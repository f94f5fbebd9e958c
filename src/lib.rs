//! One-shot promises with deferred reactions.
//!
//! A [`Promise`] settles exactly once, to a value or a reason. Reactions
//! attached with [`Promise::then`], [`Promise::catch`] and friends run as
//! jobs on a [`Schedule`], never inside the call that attached them. The
//! [`EventLoop`] is a ready-made scheduler with a microtask queue and
//! timers.
//!
//! ```
//! use promise_loop::{EventLoop, Promise};
//!
//! let event_loop = EventLoop::new();
//! let handle = event_loop.handle();
//!
//! let sentence = Promise::<String, String>::resolve(&handle, "one   space  between".into())
//!     .then(|s| Ok(s.split_whitespace().collect::<Vec<_>>().join(" ")))
//!     .then(|s| Ok(format!("{s}.")));
//!
//! assert_eq!(event_loop.block_on(&sentence).unwrap(), Ok("one space between.".to_string()));
//! ```

use std::sync::{Mutex, MutexGuard, PoisonError};

use thiserror::Error;

mod combinators;
pub mod event_loop;
pub mod promise;
pub mod schedule;

pub use event_loop::{Config, EventLoop};
pub use promise::{Promise, Resolution, Resolver, State};
pub use schedule::{Handle, Job, RejectionProbe, Schedule};

#[derive(Debug, Error, Clone, PartialEq, Eq)]
pub enum Error {
    #[error("promise #{id} is still pending and the event loop has no work left")]
    Stalled { id: u64 },
    #[error("more than {limit} microtasks ran in a single drain")]
    JobBudgetExceeded { limit: usize },
}

// Critical sections only move data in and out, so a poisoned lock still
// holds consistent state.
pub(crate) fn lock<T>(mutex: &Mutex<T>) -> MutexGuard<'_, T> {
    mutex.lock().unwrap_or_else(PoisonError::into_inner)
}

======

__WORK TO COMPLETE__: Begin with the line that contains "poisoned lock still" and end with the last line of the data. Repeat those two lines and all between them exactly.

__RESPONSE TO THIS TASK__:
// Critical sections only move data in and out, so a poisoned lock still
// holds consistent state.
pub(crate) fn lock<T>(mutex: &Mutex<T>) -> MutexGuard<'_, T> {
    mutex.lock().unwrap_or_else(PoisonError::into_inner)
}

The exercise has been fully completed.